Due to new and more stringent environmental legislation as well as highly competitive market forces, many older vessels are becoming “out-of-service” as they are gradually being substituted by more modern and efficient vessels. This already has and is expected to continue to result in a ramp up of vessels being scrapping and the steel being recycled. BlackRockWind proposes such hulls, possibly cleared of the top structure normally used for living quarters and command bridges, any on deck equipment as well as the engine may enter an extended service as a basis for this wind power concept.
On the deck of such former tank or bulk vessel a series of wind mill installations can be mounted. Even if the vessel only has a single hull, when cleared of any on board remains from the cargo or bunker oil, the vessel as such represents no pollution risk and could be utilized for several more years in passive service as a platform for wind mills before final scrapping.
The BlackRockWind concepts holds the promise of efficiently utilising available space through a novel combination of horizontal and vertical wind turbines. All power produced may then be fed to the onboard substation for export ashore or for powering an increasing demand for subsea power as more oil and gas operations are carried out below the sea surface.
Such vessels often have both helicopter platforms as well as living quarters during active service.

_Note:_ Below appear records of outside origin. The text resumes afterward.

use clap::Parser;
use log::{error, info, warn};
use server::{BridgeServer, ServerConfig};
use shared::{Command, GazePoint, InboundKind, START_SIGNAL_ACK};
use std::sync::Arc;
use tokio::io::{AsyncBufReadExt, BufReader};
use tokio::sync::mpsc;
use tokio::time::{interval, Duration, MissedTickBehavior};

/// Something the host loop has to act on between ticks.
#[derive(Debug, Clone, PartialEq)]
enum HostEvent {
    StartSignal,
    Console(ConsoleCommand),
}

/// A line typed on the host console.
#[derive(Debug, Clone, PartialEq)]
enum ConsoleCommand {
    Command(Command),
    Gaze(GazePoint),
}

/// Main-method of the demo host.
/// Starts the bridge, then drains it once per tick and reacts to console input.
#[tokio::main]
async fn main() -> Result<(), Box<dyn std::error::Error>> {
    // Command line arguments
    #[derive(Parser, Debug)]
    #[clap(author, version, about)]
    struct Args {
        /// Port to listen on
        #[clap(short, long, default_value = "9998")]
        port: u16,
        /// Drain rate (ticks per second)
        #[clap(short, long, default_value = "30")]
        tick_rate: u32,
    }

    env_logger::init();
    let args = Args::parse();

    let server = Arc::new(BridgeServer::new(
        ServerConfig::default().with_port(args.port),
    ));
    server.start()?;

    let (event_tx, mut event_rx) = mpsc::unbounded_channel::<HostEvent>();

    // Callbacks run inside drain() on the host loop; replies go through the event channel.
    let start_tx = event_tx.clone();
    let _start = server.subscribe(InboundKind::StartSignal, move |_| {
        let _ = start_tx.send(HostEvent::StartSignal);
    });
    let _subtitle = server.subscribe(InboundKind::Subtitle, |text| {
        info!("Subtitle: {}", text);
    });
    let _confirmed = server.subscribe(InboundKind::SelectionConfirmed, |_| {
        info!("Selection confirmed by controller");
    });

    let console_handle = tokio::spawn(read_console(event_tx));

    let mut interval_timer = interval(Duration::from_secs_f32(1.0 / args.tick_rate.max(1) as f32));
    interval_timer.set_missed_tick_behavior(MissedTickBehavior::Skip);

    loop {
        tokio::select! {
            _ = interval_timer.tick() => {
                server.drain();

                let mut events = Vec::new();
                while let Ok(event) = event_rx.try_recv() {
                    events.push(event);
                }
                for event in events {
                    handle_event(&server, event).await;
                }
            }
            _ = tokio::signal::ctrl_c() => {
                info!("Received Ctrl+C, shutting down gracefully...");
                break;
            }
        }
    }

    console_handle.abort();
    let stopping = Arc::clone(&server);
    tokio::task::spawn_blocking(move || stopping.stop()).await?;

    Ok(())
}

/// Performs the sends an event calls for. Sends block, so they run off the async workers.
async fn handle_event(server: &Arc<BridgeServer>, event: HostEvent) {
    let server = Arc::clone(server);
    let result = tokio::task::spawn_blocking(move || match event {
        HostEvent::StartSignal => {
            info!("Start signal received, acknowledging");
            server.send_ack(START_SIGNAL_ACK)
        }
        HostEvent::Console(ConsoleCommand::Command(command)) => server.send_command(command),
        HostEvent::Console(ConsoleCommand::Gaze(point)) => server.send_gaze(point),
    })
    .await;

    match result {
        Ok(Ok(())) => {}
        Ok(Err(e)) => warn!("Send failed: {}", e),
        Err(e) => error!("Send task panicked: {}", e),
    }
}

/// Forwards parsed console lines to the host loop until stdin closes.
async fn read_console(events: mpsc::UnboundedSender<HostEvent>) {
    let mut lines = BufReader::new(tokio::io::stdin()).lines();

    loop {
        match lines.next_line().await {
            Ok(Some(line)) => {
                if line.trim().is_empty() {
                    continue;
                }
                match parse_console_line(&line) {
                    Ok(command) => {
                        if events.send(HostEvent::Console(command)).is_err() {
                            break;
                        }
                    }
                    Err(message) => warn!("{}", message),
                }
            }
            Ok(None) => break,
            Err(e) => {
                error!("Failed to read console: {}", e);
                break;
            }
        }
    }
}

/// Parses `eat`, `grub`, `door`, `plate` or `gaze <x> <y>`.
fn parse_console_line(line: &str) -> Result<ConsoleCommand, String> {
    let mut words = line.split_whitespace();

    match words.next() {
        Some("gaze") => {
            let mut coordinate = |axis: &str| -> Result<i32, String> {
                let word = words
                    .next()
                    .ok_or_else(|| format!("Missing {} coordinate, usage: gaze <x> <y>", axis))?;
                word.parse()
                    .map_err(|_| format!("Invalid {} coordinate '{}'", axis, word))
            };
            let x = coordinate("x")?;
            let y = coordinate("y")?;
            Ok(ConsoleCommand::Gaze(GazePoint::new(x, y)))
        }
        Some(word) => word
            .parse::<Command>()
            .map(ConsoleCommand::Command)
            .map_err(|_| {
                format!(
                    "Unknown input '{}', expected eat, grub, door, plate or gaze <x> <y>",
                    word
                )
            }),
        None => Err("Empty input".to_string()),
    }
}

When put to service as wind mill platforms, such landing pads as well as a number of housing quarters could be kept in order to accommodate easy access by helicopter as well as possible temporary living quarters for any maintenance crew servicing the wind mills.
The structure will be safely moored using novel anchor and tension cables or chains developed for the offshore industry. By automatically adjusting the length of the mooring cables, the vessel will be kept broadside towards the prevailing wind direction under most circumstances. In addition, automatic wind mill blade pitching will maximise the power production at all times.